If two of your habits complement each other, only then can you try to do two at once. For example, I talked last week about taking Cold Showers. Since I had seen that several other people reported it to have much the same calming effect as meditation I paired it with a renewed interest in a daily meditation practice, which worked surprisingly well.

Repeat until you’ve acquired all of the things you wanted. Or gotten rid of all the bad habits you’ve picked up over the years. Or until you’re dead, that works too.

Trying to expend your energy on too much at once depletes your willpower and makes you fail all of them. It just isn’t going to work in most circumstances.

So now you have a list of things you want to change about yourself, but you are only allowed to do one at a time. They all look so exciting…where do you start?

The Anchor Habit

Introducing big secret #2, the Anchor Habit. I even capitalized it, so it must be important.

An Anchor Habit is a habit that helps you form other habits. One that helps you do better in your life just from that one single change. It is turbofuel for changing your life, and a base upon which you can grow a better you.

Wow, that sounded cheesy.

For me, the most important determination of whether I will have a good day or a bad one is my Anchor Habit. On the days I meet my habit, I am almost twice as productive as days that I don’t, and it is rare that I have a bad day when I do this one thing. For my life, it is far more important than any other single thing I do.

My prime Anchor Habit is good sleep and early rising.

If I wake up before 8 am (before 7 is even better) after a good 8 or more hours of sleep, I will have a good day. If I don’t meet both of those, then my day is a bit of a toss up. Either I’m too groggy to get myself to do what is necessary, or I waste time getting distracted because of my late start to the day.

Getting an early start to the day is my rocket fuel.
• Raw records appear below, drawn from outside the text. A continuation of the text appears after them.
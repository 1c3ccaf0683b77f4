use anyhow::{anyhow, Result};
use regex::Regex;
use serde::Deserialize;
use std::path::{Path, PathBuf};
use std::sync::OnceLock;

use crate::debounce::DEFAULT_CONFIRM_STREAK;
use crate::hazard::{DEFAULT_HAZARD_KEYWORDS, DEFAULT_HAZARD_THRESHOLD};

const DEFAULT_SOURCE: &str = "stub://drone";
const DEFAULT_FRAME_WIDTH: u32 = 640;
const DEFAULT_FRAME_HEIGHT: u32 = 360;
const DEFAULT_TARGET_FPS: u32 = 30;
const DEFAULT_MODEL_PATH: &str = "fireModel.onnx";
const DEFAULT_FALLBACK_MODEL_PATH: &str = "yolov8n.onnx";
const DEFAULT_MODEL_INPUT: u32 = 640;
const DEFAULT_IOU_THRESHOLD: f32 = 0.45;
const DEFAULT_INFER_EVERY: u64 = 3;
const DEFAULT_REPEAT_INTERVAL: u64 = 100;
const DEFAULT_SOUND_PATH: &str = "alert.mp3";
const DEFAULT_VOICE_MESSAGE: &str = "Critical Alert. Fire detected in sector 4.";
const DEFAULT_TWILIO_API_BASE: &str = "https://api.twilio.com";
const DEFAULT_MAP_CENTER: (f64, f64) = (30.7333, 76.7794);
const DEFAULT_MAP_ZOOM: u8 = 14;
const DEFAULT_MAP_RADIUS_M: f64 = 500.0;
const DEFAULT_MAP_TILES: &str =
    "https://server.arcgisonline.com/ArcGIS/rest/services/World_Imagery/MapServer/tile/{z}/{y}/{x}";
const DEFAULT_MAP_ATTRIBUTION: &str = "Esri World Imagery";

#[derive(Debug, Deserialize, Default)]
struct SentinelConfigFile {
    source: Option<SourceConfigFile>,
    detection: Option<DetectionConfigFile>,
    alert: Option<AlertConfigFile>,
    sms: Option<SmsConfigFile>,
    map: Option<MapConfigFile>,
}

#[derive(Debug, Deserialize, Default)]
struct SourceConfigFile {
    path: Option<String>,
    camera_index: Option<u32>,
    width: Option<u32>,
    height: Option<u32>,
    target_fps: Option<u32>,
    mirror_live: Option<bool>,
}

#[derive(Debug, Deserialize, Default)]
struct DetectionConfigFile {
    model_path: Option<PathBuf>,
    fallback_model_path: Option<PathBuf>,
    labels_path: Option<PathBuf>,
    replay_path: Option<PathBuf>,
    input_size: Option<u32>,
    confidence_threshold: Option<f32>,
    iou_threshold: Option<f32>,
    infer_every: Option<u64>,
    hazard_keywords: Option<Vec<String>>,
    debug: Option<bool>,
}

#[derive(Debug, Deserialize, Default)]
struct AlertConfigFile {
    confirm_streak: Option<u32>,
    repeat_interval: Option<u64>,
    sound_path: Option<PathBuf>,
    sound_player: Option<String>,
    voice_command: Option<String>,
    voice_message: Option<String>,
}

#[derive(Debug, Deserialize, Default)]
struct SmsConfigFile {
    account_sid: Option<String>,
    auth_token: Option<String>,
    from: Option<String>,
    to: Option<String>,
    api_base: Option<String>,
}

#[derive(Debug, Deserialize, Default)]
struct MapConfigFile {
    center_lat: Option<f64>,
    center_lon: Option<f64>,
    zoom: Option<u8>,
    radius_m: Option<f64>,
    tiles: Option<String>,
    attribution: Option<String>,
}

#[derive(Debug, Clone)]
pub struct SentinelConfig {
    pub source: SourceSettings,
    pub detection: DetectionSettings,
    pub alert: AlertSettings,
    pub sms: SmsSettings,
    pub map: MapSettings,
}

/// Where frames come from.
#[derive(Debug, Clone, PartialEq, Eq)]
pub enum SourceInput {
    /// Local video file, image directory, or `stub://` synthetic source.
    Path(String),
    /// Live camera by index (`/dev/video{index}` on Linux).
    Camera(u32),
}

#[derive(Debug, Clone)]
pub struct SourceSettings {
    pub path: Option<String>,
    pub camera_index: Option<u32>,
    /// Frames are resized to this size before detection.
    pub width: u32,
    pub height: u32,
    pub target_fps: u32,
    /// Mirror live camera frames horizontally.
    pub mirror_live: bool,
}

impl SourceSettings {
    /// A camera index wins over a path.
    pub fn input(&self) -> SourceInput {
        match (self.camera_index, &self.path) {
            (Some(index), _) => SourceInput::Camera(index),
            (None, Some(path)) => SourceInput::Path(path.clone()),
            (None, None) => SourceInput::Path(DEFAULT_SOURCE.to_string()),
        }
    }

    pub fn is_live(&self) -> bool {
        matches!(self.input(), SourceInput::Camera(_))
    }
}

#[derive(Debug, Clone)]
pub struct DetectionSettings {
    pub model_path: PathBuf,
    pub fallback_model_path: PathBuf,
    pub labels_path: Option<PathBuf>,
    /// JSON-lines detector replay; takes precedence over ONNX models.
    pub replay_path: Option<PathBuf>,
    pub input_size: u32,
    pub confidence_threshold: f32,
    pub iou_threshold: f32,
    /// Run the detector on every Nth frame.
    pub infer_every: u64,
    pub hazard_keywords: Vec<String>,
    /// Draw every box, not only hazards.
    pub debug: bool,
}

#[derive(Debug, Clone)]
pub struct AlertSettings {
    pub confirm_streak: u32,
    /// Minimum processed frames between two alert firings.
    pub repeat_interval: u64,
    pub sound_path: PathBuf,
    /// Player command; autodetected when unset.
    pub sound_player: Option<String>,
    /// Text-to-speech command; voice alerts are off when unset.
    pub voice_command: Option<String>,
    pub voice_message: String,
}

#[derive(Debug, Clone)]
pub struct SmsSettings {
    pub account_sid: Option<String>,
    pub auth_token: Option<String>,
    pub from: Option<String>,
    pub to: Option<String>,
    pub api_base: String,
}

impl SmsSettings {
    /// Names of the settings that still need a value before SMS can be sent.
    pub fn missing_fields(&self) -> Vec<&'static str> {
        let mut missing = Vec::new();
        for (name, value) in [
            ("account_sid", &self.account_sid),
            ("auth_token", &self.auth_token),
            ("from", &self.from),
            ("to", &self.to),
        ] {
            if value.as_deref().map_or(true, |v| v.trim().is_empty()) {
                missing.push(name);
            }
        }
        missing
    }

    pub fn is_configured(&self) -> bool {
        self.missing_fields().is_empty()
    }
}

#[derive(Debug, Clone)]
pub struct MapSettings {
    pub center_lat: f64,
    pub center_lon: f64,
    pub zoom: u8,
    pub radius_m: f64,
    pub tiles: String,
    pub attribution: String,
}

impl Default for SentinelConfig {
    fn default() -> Self {
        Self::from_file(SentinelConfigFile::default())
    }
}

impl SentinelConfig {
    /// Load from `SENTINEL_CONFIG` (if set), apply env overrides, validate.
    pub fn load() -> Result<Self> {
        let path = std::env::var("SENTINEL_CONFIG").ok().map(PathBuf::from);
        Self::load_with(path.as_deref())
    }

    /// Like `load`, with an explicit config file path.
    pub fn load_with(path: Option<&Path>) -> Result<Self> {
        let file_cfg = match path {
            Some(path) => read_config_file(path)?,
            None => SentinelConfigFile::default(),
        };
        let mut cfg = Self::from_file(file_cfg);
        cfg.apply_env()?;
        cfg.validate()?;
        Ok(cfg)
    }

    fn from_file(file: SentinelConfigFile) -> Self {
        let src = file.source.unwrap_or_default();
        let det = file.detection.unwrap_or_default();
        let alert = file.alert.unwrap_or_default();
        let sms = file.sms.unwrap_or_default();
        let map = file.map.unwrap_or_default();

        Self {
            source: SourceSettings {
                path: src.path,
                camera_index: src.camera_index,
                width: src.width.unwrap_or(DEFAULT_FRAME_WIDTH),
                height: src.height.unwrap_or(DEFAULT_FRAME_HEIGHT),
                target_fps: src.target_fps.unwrap_or(DEFAULT_TARGET_FPS),
                mirror_live: src.mirror_live.unwrap_or(true),
            },
            detection: DetectionSettings {
                model_path: det
                    .model_path
                    .unwrap_or_else(|| PathBuf::from(DEFAULT_MODEL_PATH)),
                fallback_model_path: det
                    .fallback_model_path
                    .unwrap_or_else(|| PathBuf::from(DEFAULT_FALLBACK_MODEL_PATH)),
                labels_path: det.labels_path,
                replay_path: det.replay_path,
                input_size: det.input_size.unwrap_or(DEFAULT_MODEL_INPUT),
                confidence_threshold: det
                    .confidence_threshold
                    .unwrap_or(DEFAULT_HAZARD_THRESHOLD),
                iou_threshold: det.iou_threshold.unwrap_or(DEFAULT_IOU_THRESHOLD),
                infer_every: det.infer_every.unwrap_or(DEFAULT_INFER_EVERY),
                hazard_keywords: det.hazard_keywords.unwrap_or_else(|| {
                    DEFAULT_HAZARD_KEYWORDS.iter().map(|k| k.to_string()).collect()
                }),
                debug: det.debug.unwrap_or(false),
            },
            alert: AlertSettings {
                confirm_streak: alert.confirm_streak.unwrap_or(DEFAULT_CONFIRM_STREAK),
                repeat_interval: alert.repeat_interval.unwrap_or(DEFAULT_REPEAT_INTERVAL),
                sound_path: alert
                    .sound_path
                    .unwrap_or_else(|| PathBuf::from(DEFAULT_SOUND_PATH)),
                sound_player: alert.sound_player,
                voice_command: alert.voice_command,
                voice_message: alert
                    .voice_message
                    .unwrap_or_else(|| DEFAULT_VOICE_MESSAGE.to_string()),
            },
            sms: SmsSettings {
                account_sid: sms.account_sid,
                auth_token: sms.auth_token,
                from: sms.from,
                to: sms.to,
                api_base: sms
                    .api_base
                    .unwrap_or_else(|| DEFAULT_TWILIO_API_BASE.to_string()),
            },
            map: MapSettings {
                center_lat: map.center_lat.unwrap_or(DEFAULT_MAP_CENTER.0),
                center_lon: map.center_lon.unwrap_or(DEFAULT_MAP_CENTER.1),
                zoom: map.zoom.unwrap_or(DEFAULT_MAP_ZOOM),
                radius_m: map.radius_m.unwrap_or(DEFAULT_MAP_RADIUS_M),
                tiles: map.tiles.unwrap_or_else(|| DEFAULT_MAP_TILES.to_string()),
                attribution: map
                    .attribution
                    .unwrap_or_else(|| DEFAULT_MAP_ATTRIBUTION.to_string()),
            },
        }
    }

    fn apply_env(&mut self) -> Result<()> {
        if let Some(source) = env_nonempty("SENTINEL_SOURCE") {
            self.source.path = Some(source);
            self.source.camera_index = None;
        }
        if let Some(index) = env_nonempty("SENTINEL_CAMERA_INDEX") {
            let index: u32 = index
                .parse()
                .map_err(|_| anyhow!("SENTINEL_CAMERA_INDEX must be a non-negative integer"))?;
            self.source.camera_index = Some(index);
        }
        if let Some(threshold) = env_nonempty("SENTINEL_CONF_THRESHOLD") {
            self.detection.confidence_threshold = threshold
                .parse()
                .map_err(|_| anyhow!("SENTINEL_CONF_THRESHOLD must be a number"))?;
        }
        if let Some(path) = env_nonempty("SENTINEL_MODEL_PATH") {
            self.detection.model_path = PathBuf::from(path);
        }
        if let Some(streak) = env_nonempty("SENTINEL_CONFIRM_STREAK") {
            self.alert.confirm_streak = streak
                .parse()
                .map_err(|_| anyhow!("SENTINEL_CONFIRM_STREAK must be an integer"))?;
        }
        if let Some(path) = env_nonempty("SENTINEL_ALERT_SOUND") {
            self.alert.sound_path = PathBuf::from(path);
        }
        if let Some(sid) = env_nonempty("TWILIO_ACCOUNT_SID") {
            self.sms.account_sid = Some(sid);
        }
        if let Some(token) = env_nonempty("TWILIO_AUTH_TOKEN") {
            self.sms.auth_token = Some(token);
        }
        if let Some(from) = env_nonempty("TWILIO_FROM") {
            self.sms.from = Some(from);
        }
        if let Some(to) = env_nonempty("SENTINEL_ALERT_TO") {
            self.sms.to = Some(to);
        }
        Ok(())
    }

    /// Check ranges and normalize keywords. Called by `load`; call again
    /// after applying command-line overrides.
    pub fn validate(&mut self) -> Result<()> {
        let det = &mut self.detection;
        if !(0.0..=1.0).contains(&det.confidence_threshold) {
            return Err(anyhow!("confidence_threshold must be within [0, 1]"));
        }
        if !(0.0..=1.0).contains(&det.iou_threshold) {
            return Err(anyhow!("iou_threshold must be within [0, 1]"));
        }
        if det.infer_every == 0 {
            return Err(anyhow!("infer_every must be at least 1"));
        }
        if det.input_size == 0 {
            return Err(anyhow!("input_size must be greater than zero"));
        }
        det.hazard_keywords = det
            .hazard_keywords
            .iter()
            .map(|k| k.trim().to_lowercase())
            .filter(|k| !k.is_empty())
            .collect();
        if det.hazard_keywords.is_empty() {
            return Err(anyhow!("hazard_keywords must name at least one keyword"));
        }

        if self.source.width == 0 || self.source.height == 0 {
            return Err(anyhow!("frame width and height must be greater than zero"));
        }
        if self.alert.confirm_streak == 0 {
            return Err(anyhow!("confirm_streak must be at least 1"));
        }
        if self.alert.repeat_interval == 0 {
            return Err(anyhow!("repeat_interval must be at least 1"));
        }

        for (name, number) in [("sms.from", &self.sms.from), ("sms.to", &self.sms.to)] {
            if let Some(number) = number.as_deref() {
                if !is_e164(number) {
                    return Err(anyhow!(
                        "{} must be an E.164 phone number (e.g. +15551234567), got '{}'",
                        name,
                        number
                    ));
                }
            }
        }

        if !(-90.0..=90.0).contains(&self.map.center_lat)
            || !(-180.0..=180.0).contains(&self.map.center_lon)
        {
            return Err(anyhow!("map center must be a valid latitude/longitude"));
        }
        if self.map.radius_m < 0.0 {
            return Err(anyhow!("map radius must not be negative"));
        }
        Ok(())
    }
}

pub fn is_e164(number: &str) -> bool {
    static E164: OnceLock<Regex> = OnceLock::new();
    E164.get_or_init(|| Regex::new(r"^\+[1-9][0-9]{6,14}$").expect("static regex"))
        .is_match(number)
}

fn read_config_file(path: &Path) -> Result<SentinelConfigFile> {
    let raw = std::fs::read_to_string(path)
        .map_err(|e| anyhow!("failed to read config file {}: {}", path.display(), e))?;
    let is_toml = path
        .extension()
        .and_then(|ext| ext.to_str())
        .is_some_and(|ext| ext.eq_ignore_ascii_case("toml"));
    let cfg = if is_toml {
        toml::from_str(&raw).map_err(|e| anyhow!("invalid config file {}: {}", path.display(), e))?
    } else {
        serde_json::from_str(&raw)
            .map_err(|e| anyhow!("invalid config file {}: {}", path.display(), e))?
    };
    Ok(cfg)
}

fn env_nonempty(key: &str) -> Option<String> {
    std::env::var(key).ok().filter(|value| !value.trim().is_empty())
}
I can immediately get time to work for myself before I have to start dealing with other people. I can get some solid work done during the early hours of the morning while everybody else is eating breakfast or still sleeping.

I’m usually not a very productive person, admittedly, but when I’m out of bed at 6 am with a full nights rest, that’s almost guaranteed to be the most productive day of the week. So when I get off track in my work habits, getting back on track is as simple as changing one thing: my sleep. Everything else I need to do follows from that.

Finding Your Rocket Fuel

But that’s just me. Maybe you already have sleep dialed down, or maybe you have young kids and never get to sleep a full night anyways. Your Anchor Habit is probably something entirely different.
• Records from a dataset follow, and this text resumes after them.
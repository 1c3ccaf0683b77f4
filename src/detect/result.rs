use serde::{Deserialize, Serialize};

/// Axis-aligned box in frame pixel space.
#[derive(Clone, Copy, Debug, Default, PartialEq, Serialize, Deserialize)]
pub struct BBox {
    pub x1: f32,
    pub y1: f32,
    pub x2: f32,
    pub y2: f32,
}

impl BBox {
    pub fn new(x1: f32, y1: f32, x2: f32, y2: f32) -> Self {
        Self { x1, y1, x2, y2 }
    }

    /// Build from a center point plus width/height, as YOLO heads emit them.
    pub fn from_cxcywh(cx: f32, cy: f32, w: f32, h: f32) -> Self {
        Self {
            x1: cx - w / 2.0,
            y1: cy - h / 2.0,
            x2: cx + w / 2.0,
            y2: cy + h / 2.0,
        }
    }

    pub fn width(&self) -> f32 {
        (self.x2 - self.x1).max(0.0)
    }

    pub fn height(&self) -> f32 {
        (self.y2 - self.y1).max(0.0)
    }

    pub fn area(&self) -> f32 {
        self.width() * self.height()
    }

    pub fn iou(&self, other: &BBox) -> f32 {
        let ix = (self.x2.min(other.x2) - self.x1.max(other.x1)).max(0.0);
        let iy = (self.y2.min(other.y2) - self.y1.max(other.y1)).max(0.0);
        let inter = ix * iy;
        let union = self.area() + other.area() - inter;
        if union <= 0.0 {
            0.0
        } else {
            inter / union
        }
    }

    /// Clamp into a `width` x `height` frame.
    pub fn clamped(&self, width: u32, height: u32) -> BBox {
        let w = width as f32;
        let h = height as f32;
        BBox {
            x1: self.x1.clamp(0.0, w),
            y1: self.y1.clamp(0.0, h),
            x2: self.x2.clamp(0.0, w),
            y2: self.y2.clamp(0.0, h),
        }
    }
}

/// One detector output box.
#[derive(Clone, Debug, PartialEq, Serialize, Deserialize)]
pub struct Detection {
    pub bbox: BBox,
    pub label: String,
    pub confidence: f32,
}

impl Detection {
    pub fn new(label: impl Into<String>, confidence: f32, bbox: BBox) -> Self {
        Self {
            bbox,
            label: label.into(),
            confidence,
        }
    }

    /// Overlay caption, e.g. `FIRE 0.87`.
    pub fn caption(&self) -> String {
        format!("{} {:.2}", self.label.to_uppercase(), self.confidence)
    }
}

#[cfg(test)]
mod tests {
    use super::*;

    #[test]
    fn iou_of_identical_boxes_is_one() {
        let b = BBox::new(0.0, 0.0, 10.0, 10.0);
        assert!((b.iou(&b) - 1.0).abs() < 1e-6);
    }

    #[test]
    fn iou_of_disjoint_boxes_is_zero() {
        let a = BBox::new(0.0, 0.0, 10.0, 10.0);
        let b = BBox::new(20.0, 20.0, 30.0, 30.0);
        assert_eq!(a.iou(&b), 0.0);
    }

    #[test]
    fn clamped_box_stays_inside_frame() {
        let b = BBox::new(-5.0, 10.0, 700.0, 400.0).clamped(640, 360);
        assert_eq!(b, BBox::new(0.0, 10.0, 640.0, 360.0));
    }

    #[test]
    fn caption_uppercases_label() {
        let d = Detection::new("smoke", 0.456, BBox::default());
        assert_eq!(d.caption(), "SMOKE 0.46");
    }
}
If it’s not obvious you’ll probably need to spend a little time trying things out or thinking about it. I promise it’s a worthwhile endeavor.
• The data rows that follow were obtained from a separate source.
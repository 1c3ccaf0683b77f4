use anyhow::{anyhow, Result};
use image::imageops::{self, FilterType};

use crate::config::SourceSettings;
use crate::frame::Frame;

/// Bring every frame to the working size, mirroring live feeds.
#[derive(Clone, Copy, Debug)]
pub struct Normalizer {
    pub width: u32,
    pub height: u32,
    pub mirror: bool,
}

impl Normalizer {
    pub fn new(width: u32, height: u32, mirror: bool) -> Self {
        Self {
            width,
            height,
            mirror,
        }
    }

    /// Working size from the settings; mirroring only applies to live sources.
    pub fn for_source(settings: &SourceSettings, live: bool) -> Self {
        Self::new(settings.width, settings.height, live && settings.mirror_live)
    }

    pub fn apply(&self, frame: Frame) -> Frame {
        let (width, height, mirror) = (self.width, self.height, self.mirror);
        frame.map_image(|mut image| {
            if mirror {
                imageops::flip_horizontal_in_place(&mut image);
            }
            if image.dimensions() != (width, height) {
                image = imageops::resize(&image, width, height, FilterType::Triangle);
            }
            image
        })
    }
}

#[cfg_attr(not(feature = "ingest-v4l2"), allow(dead_code))]
#[derive(Clone, Copy, Debug, PartialEq, Eq)]
pub(crate) enum PixelFormat {
    Rgb24,
    Nv12,
    Yuyv,
}

#[cfg_attr(not(feature = "ingest-v4l2"), allow(dead_code))]
pub(crate) fn normalize_to_rgb(
    pixels: &[u8],
    width: u32,
    height: u32,
    format: PixelFormat,
) -> Result<Vec<u8>> {
    match format {
        PixelFormat::Rgb24 => {
            let expected = width
                .checked_mul(height)
                .and_then(|v| v.checked_mul(3))
                .ok_or_else(|| anyhow!("RGB frame dimensions overflow"))? as usize;
            if pixels.len() != expected {
                return Err(anyhow!(
                    "RGB frame length mismatch: expected {}, got {}",
                    expected,
                    pixels.len()
                ));
            }
            Ok(pixels.to_vec())
        }
        PixelFormat::Nv12 => nv12_to_rgb(pixels, width, height),
        PixelFormat::Yuyv => yuyv_to_rgb(pixels, width, height),
    }
}

#[cfg_attr(not(feature = "ingest-v4l2"), allow(dead_code))]
fn nv12_to_rgb(pixels: &[u8], width: u32, height: u32) -> Result<Vec<u8>> {
    if width % 2 != 0 || height % 2 != 0 {
        return Err(anyhow!(
            "NV12 frame needs even dimensions, got {}x{}",
            width,
            height
        ));
    }
    let w = width as usize;
    let h = height as usize;
    let y_plane = w
        .checked_mul(h)
        .ok_or_else(|| anyhow!("NV12 frame dimensions overflow"))?;
    let expected = y_plane
        .checked_add(y_plane / 2)
        .ok_or_else(|| anyhow!("NV12 frame dimensions overflow"))?;
    if pixels.len() != expected {
        return Err(anyhow!(
            "NV12 frame length mismatch: expected {}, got {}",
            expected,
            pixels.len()
        ));
    }

    let mut rgb = vec![0u8; y_plane * 3];
    for j in 0..h {
        for i in 0..w {
            let y = pixels[j * w + i] as f32;
            let uv_index = y_plane + (j / 2) * w + (i / 2) * 2;
            let u = pixels[uv_index] as f32 - 128.0;
            let v = pixels[uv_index + 1] as f32 - 128.0;
            write_rgb(&mut rgb, j * w + i, y, u, v);
        }
    }

    Ok(rgb)
}

/// Packed 4:2:2, `Y0 U Y1 V` per pixel pair.
#[cfg_attr(not(feature = "ingest-v4l2"), allow(dead_code))]
fn yuyv_to_rgb(pixels: &[u8], width: u32, height: u32) -> Result<Vec<u8>> {
    let count = (width as usize)
        .checked_mul(height as usize)
        .ok_or_else(|| anyhow!("YUYV frame dimensions overflow"))?;
    if count % 2 != 0 || pixels.len() != count * 2 {
        return Err(anyhow!(
            "YUYV frame length mismatch: expected {}, got {}",
            count * 2,
            pixels.len()
        ));
    }

    let mut rgb = vec![0u8; count * 3];
    for (pair, chunk) in pixels.chunks_exact(4).enumerate() {
        let u = chunk[1] as f32 - 128.0;
        let v = chunk[3] as f32 - 128.0;
        write_rgb(&mut rgb, pair * 2, chunk[0] as f32, u, v);
        write_rgb(&mut rgb, pair * 2 + 1, chunk[2] as f32, u, v);
    }
    Ok(rgb)
}

fn write_rgb(rgb: &mut [u8], pixel: usize, y: f32, u: f32, v: f32) {
    let r = y + 1.402_f32 * v;
    let g = y - 0.344_136_f32 * u - 0.714_136_f32 * v;
    let b = y + 1.772_f32 * u;
    let offset = pixel * 3;
    rgb[offset] = clamp_to_u8(r);
    rgb[offset + 1] = clamp_to_u8(g);
    rgb[offset + 2] = clamp_to_u8(b);
}

fn clamp_to_u8(value: f32) -> u8 {
    value.round().clamp(0.0, 255.0) as u8
}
If you need help, take a look at your ultimate goals. I assume that you have a bucket list, or short term goals, or some habits that look cool that you’ve been thinking about taking up. Something of that sort. Even if you have a long list, I’m betting that there are actually very few themes. You likely have only a few different themes of things in your life you want to do or change: improving your health, traveling more, better personal relationships, success in your work, etc.

Each of these broad themes have one or two habits that get you 80% of the way there. For example

  • Want to improve your health? Upgrade your diet, one step at a time.
  • Want to travel more? Save up money and/or travel rewards points.
  • Want better personal relationships? Talk to your loved ones more often.
  • Want success in work? Work smarter (on the right things) then work harder (be more productive).

Hopefully in looking at your own list you can identify a common thread that you can build a base upon.

In my example, I am trying to be more productive in my professional life and my personal life, and I found that the best way to do that is just to get better sleep and start my day earlier. It sounds simple, but literally the most important part of my day actually happens the night before, when I choose when to go to sleep.

Don’t try to do everything at once. Focus on the most important of your habits, the Anchor Habit, and the rest will follow.